Dikatakannya, kami penjual (pangkalan) gas resmi mengeluhkan, karena tidak relevan lagi terkait keuntungan yang kami dapat sudah jauh di bawah dari harga HET.
Saat ini pangkalan ada yang menjual rugi, di bawah harga penebusan Gas Elpiji 3 kg subsidi, di lapangan kita melihat pangkalan menjual dengan harga Rp.15.000,- per tabung. Padahal mereka wajib tebus ke agen/distributor dengan harga Rp.15.500 per tabung.

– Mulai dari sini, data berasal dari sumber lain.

pub mod mock_server;
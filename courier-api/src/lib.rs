//! HTTP interface for the courier dispatch engine.
//!
//! # Endpoints
//!
//! - **`GET /health`** - liveness, version and server time
//! - **`POST /api/test-smtp`** - connect and authenticate against a relay
//! - **`POST /api/send-email`** - one message with To, Cc and Bcc
//! - **`POST /api/send-bulk-email`** - paced individual sends or one combined send
//!
//! Send and test endpoints are rate limited per client address.
//!
//! ```rust,no_run
//! use std::sync::Arc;
//!
//! use courier_api::{ApiConfig, ApiServer};
//! use courier_dispatch::{DispatchConfig, Dispatcher, RelayTransport, SmtpRelay};
//!
//! # async fn example() -> Result<(), Box<dyn std::error::Error>> {
//! let dispatch = DispatchConfig::default();
//! let transport: Arc<dyn RelayTransport> = Arc::new(SmtpRelay::new(&dispatch));
//! let dispatcher = Dispatcher::new(transport, dispatch.limits);
//!
//! let server = ApiServer::new(&ApiConfig::default(), dispatcher).await?;
//! // server.serve(shutdown_receiver).await?;
//! # Ok(())
//! # }
//! ```

mod config;
mod error;
pub mod handlers;
pub mod rate_limit;
mod server;
pub mod wire;

pub use config::{ApiConfig, RateLimit};
pub use error::{ApiError, ServerError};
pub use handlers::ApiState;
pub use rate_limit::RateLimiter;
pub use server::{ApiServer, router};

“Tetapi dengan keadaan saat ini para pangkalan resmi mengatakan jika tidak ikut harga di lapangan maka barang mereka tidak laku, mau tidak mau mereka harus ikut situasi terkini, menjual dengan harga Rp.15.000 per tabung.” Sebutnya dengan nada sedih
Ia juga mengungkapkan, Pemda Aceh Tenggara dan Pihak Pertamina jangan hanya diam alias tutup mata, para agen/distributor Gas Elpiji 3 kg subsidi di Kabupaten Aceh Tenggara (Agara) harus di panggil serta duduk bersama. Agar para penjual (pangkalan) gas elpiji 3 kg reami tidak rugi, dan seluruh aktivitas usaha penjualan bisa terjaga dengan kondusif.
Pemerintah Daerah dan Pihak Pertamina harus ada solusi dan kepastian dalam usaha dagang gas elpiji 3 kg ini, jika tidak di carikan solusi maka kami para pakalan resmi akan rugi. Ungkapnya.
Menanggapi hal tersebut, Rusmin Kasi Perdagangan di Dinas Perdagangan Perindustrian dan Tenaga Kerja (Disdagperinaker) Kabupaten Aceh Tenggara (Agara) saat di konfirmasi media ini, Kamis (09/03/2023) di ruangan kerjanya menjelaskan, kita sudah turun ke lokasi dan memastikan hal tersebut, dan membenarkan harga tebus pangkalan ke agen sebesar Rp.15.500,- kenapa di jual di bawah harga Rp.15.000,-.
Rusmin juga menyebutkan, dalam waktu dekat kita akan menyurati agen dan pangkalan gas yang ada di Kabupaten Aceh Tenggara, supaya harga yang di jual ke masyarakat sama dan tidak di jual di atas Harga Enceran Tertinggi (HET) yang telah ditetapkan oleh Pemerintah.
“Kita akan melakukan pertemuan antara pangkalan dan agen, serta pihak pihak terkait lainnya, agar persoalan ini kita mengetahui, apa penyebab terjadi hal seperti itu.” Ujar Rusmin. (RH).